Esto abrió, mágicamente, una nueva imagen sobre la cuestión. Por supuesto que
también aparecieron varios fundamentos sobre la importancia que tiene saber qué
están queriendo alcanzar aquellos que nos acompañan en algún proyecto, pero creo
que es fundamental, para cada uno de nosotros, saber lo que nosotros estamos
buscando. A partir de allí, es posible trazar planes y corregirlos a medida
que avanzamos y vamos obteniendo resultados.
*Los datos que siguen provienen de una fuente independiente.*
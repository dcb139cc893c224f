/*++

Licensed under the Apache-2.0 license.

File Name:

    printer.rs

Abstract:

    Diagnostic channel of the verification engine.

--*/
use core::convert::Infallible;
use ufmt::uWrite;

/// Diagnostic sink
///
/// Hosted builds write to standard error. Firmware builds drop the output.
#[derive(Default)]
pub struct Printer;

impl uWrite for Printer {
    type Error = Infallible;

    #[inline(never)]
    fn write_str(&mut self, s: &str) -> Result<(), Self::Error> {
        #[cfg(feature = "std")]
        eprint!("{s}");
        #[cfg(not(feature = "std"))]
        let _ = s;
        Ok(())
    }
}

#[macro_export]
macro_rules! cprint {
    ($($tt:tt)*) => {{
        let _ = ufmt::uwrite!(&mut $crate::printer::Printer, $($tt)*);
    }}
}

#[macro_export]
macro_rules! cprintln {
    ($($tt:tt)*) => {{
        let _ = ufmt::uwriteln!(&mut $crate::printer::Printer, $($tt)*);
    }}
}
/*++

Licensed under the Apache-2.0 license.

File Name:

    rollback.rs

Abstract:

    File contains the anti-rollback gate in front of the non-volatile
    counters.

--*/

use crate::{cprintln, NvCounterStorage};
use cot_cfi::cfi_check_ge;
use cot_error::{CotError, CotResult};
use cot_image_types::ImageId;

/// Outcome of a successful rollback check
#[derive(Debug, Copy, Clone, Eq, PartialEq)]
pub enum RollbackDecision {
    /// The image is newer; raise the counter once the image is accepted
    Commit(u32),

    /// Nothing to persist
    NoCommit,
}

/// Anti-rollback gate
///
/// Counters only move forward. A counter that cannot be read fails the
/// check unless the platform exempts the image.
pub struct AntiRollbackGate<S> {
    storage: S,
}

impl<S> AntiRollbackGate<S> {
    pub fn new(storage: S) -> Self {
        Self { storage }
    }

    /// Backing storage
    pub fn storage(&self) -> &S {
        &self.storage
    }

    /// Compare a declared version against the stored counter
    ///
    /// # Arguments
    ///
    /// * `id`       - Image
    /// * `declared` - Version declared by the image
    /// * `exempt`   - Platform exempts the image from an unreadable counter
    ///
    /// # Returns
    ///
    /// * `RollbackDecision` - Whether the counter must be raised
    pub fn check<Id: ImageId>(
        &self,
        id: Id,
        declared: u32,
        exempt: bool,
    ) -> CotResult<RollbackDecision>
    where
        S: NvCounterStorage<Id>,
    {
        let (counter, known) = match self.storage.read(id) {
            Ok(counter) => (counter, true),
            Err(_) if exempt => {
                cprintln!("[cot] NV counter unreadable, image {} exempt", id.index());
                (0, false)
            }
            Err(_) => return Err(CotError::ROLLBACK_NV_READ_FAILURE),
        };

        if declared < counter {
            return Err(CotError::ROLLBACK_REJECTED);
        }
        cfi_check_ge(declared, counter)?;

        if known && declared > counter {
            Ok(RollbackDecision::Commit(declared))
        } else {
            Ok(RollbackDecision::NoCommit)
        }
    }

    /// Raise the counter of an image
    ///
    /// Decreasing commits fail and leave the counter unchanged; an equal
    /// value is a no-op.
    pub fn commit<Id: ImageId>(&mut self, id: Id, value: u32) -> CotResult<()>
    where
        S: NvCounterStorage<Id>,
    {
        let current = self
            .storage
            .read(id)
            .map_err(|_| CotError::ROLLBACK_NV_READ_FAILURE)?;
        if value < current {
            return Err(CotError::ROLLBACK_NV_DECREASE);
        }
        if value == current {
            return Ok(());
        }
        self.storage
            .write(id, value)
            .map_err(|_| CotError::ROLLBACK_NV_WRITE_FAILURE)
    }
}

#[cfg(test)]
mod tests {
    use super::*;

    #[derive(Debug, Copy, Clone, Eq, PartialEq)]
    struct Img(usize);

    impl ImageId for Img {
        fn index(self) -> usize {
            self.0
        }
    }

    #[derive(Default)]
    struct Counters {
        values: [Option<u32>; 2],
        writes: usize,
        fail_writes: bool,
    }

    impl NvCounterStorage<Img> for Counters {
        fn read(&self, id: Img) -> CotResult<u32> {
            self.values[id.0].ok_or(CotError::ROLLBACK_NV_READ_FAILURE)
        }

        fn write(&mut self, id: Img, value: u32) -> CotResult<()> {
            if self.fail_writes {
                return Err(CotError::ROLLBACK_NV_WRITE_FAILURE);
            }
            self.writes += 1;
            self.values[id.0] = Some(value);
            Ok(())
        }
    }

    fn gate(counter: Option<u32>) -> AntiRollbackGate<Counters> {
        AntiRollbackGate::new(Counters {
            values: [counter, None],
            ..Default::default()
        })
    }

    #[test]
    fn test_check() {
        let gate = gate(Some(5));
        assert_eq!(gate.check(Img(0), 3, false), Err(CotError::ROLLBACK_REJECTED));
        assert_eq!(gate.check(Img(0), 5, false), Ok(RollbackDecision::NoCommit));
        assert_eq!(gate.check(Img(0), 6, false), Ok(RollbackDecision::Commit(6)));
    }

    #[test]
    fn test_unreadable_counter() {
        let gate = gate(None);
        assert_eq!(
            gate.check(Img(0), 100, false),
            Err(CotError::ROLLBACK_NV_READ_FAILURE)
        );
        assert_eq!(
            gate.check(Img(0), u32::MAX, false),
            Err(CotError::ROLLBACK_NV_READ_FAILURE)
        );
        assert_eq!(gate.check(Img(0), 0, true), Ok(RollbackDecision::NoCommit));
        assert_eq!(gate.check(Img(0), 100, true), Ok(RollbackDecision::NoCommit));
    }

    #[test]
    fn test_commit_is_monotonic() {
        let mut gate = gate(Some(0));
        gate.commit(Img(0), 7).unwrap();
        assert_eq!(
            gate.commit(Img(0), 6),
            Err(CotError::ROLLBACK_NV_DECREASE)
        );
        assert_eq!(gate.storage().values[0], Some(7));

        gate.commit(Img(0), 7).unwrap();
        assert_eq!(gate.storage().writes, 1);
        assert_eq!(gate.check(Img(0), 6, false), Err(CotError::ROLLBACK_REJECTED));
    }

    #[test]
    fn test_commit_failures() {
        let mut gate = gate(None);
        assert_eq!(
            gate.commit(Img(0), 1),
            Err(CotError::ROLLBACK_NV_READ_FAILURE)
        );

        let mut gate = AntiRollbackGate::new(Counters {
            values: [Some(1), None],
            fail_writes: true,
            ..Default::default()
        });
        assert_eq!(
            gate.commit(Img(0), 2),
            Err(CotError::ROLLBACK_NV_WRITE_FAILURE)
        );
        assert_eq!(gate.storage().values[0], Some(1));
    }
}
En un momento de bastante confusión de mi horizonte personal, mi terapeuta me
regaló una tarjeta con una frase de Ben Stein. “El primer paso en la vida,
indispensable para conseguir lo que queremos es este: decidir qué queremos”.
Aún conservo la tarjeta y mi recuerdo por aquella persona que me acompañó
durante unos años de intensa búsqueda personal. Es una frase simple y encierra
la complejidad de ir desmarañando aquello que nos permite sentirnos en camino
hacia un espacio elegido, aceptando que podemos desconocer cuál es el adecuado.
A lo sumo podemos suponer cuál es el conveniente dentro de un puñado de
alternativas para enfrentar a la incertidumbre del futuro. Lo fundamental es
poder elegir alguno entre varios.
Caminando los otros días con Enrique Mariscal, uno de mis maestros de vida, me
decía: “mi actual proyecto es escribir sobre lo simple y qué difícil que
resulta. Se trata de hacer pensar a los otros, y a mi mismo, desde un lugar
diferente”. Mi opinión es que lo viene haciendo desde hace tiempo y muy bien
por cierto.
Lo obvio, muchas veces permanece oculto entre creencias que venimos sosteniendo
sin habernos preguntado nunca sobre su validez. Las damos por sentadas y no
nos damos cuenta que guían nuestros pensamientos y nuestras acciones. Las
atesoramos sin saber que lo hacemos. Cuando somos conscientes de ello podemos
revisar si aún siguen siendo útiles o si nos están ayudando en la actualidad
para lograr aquello que deseamos alcanzar.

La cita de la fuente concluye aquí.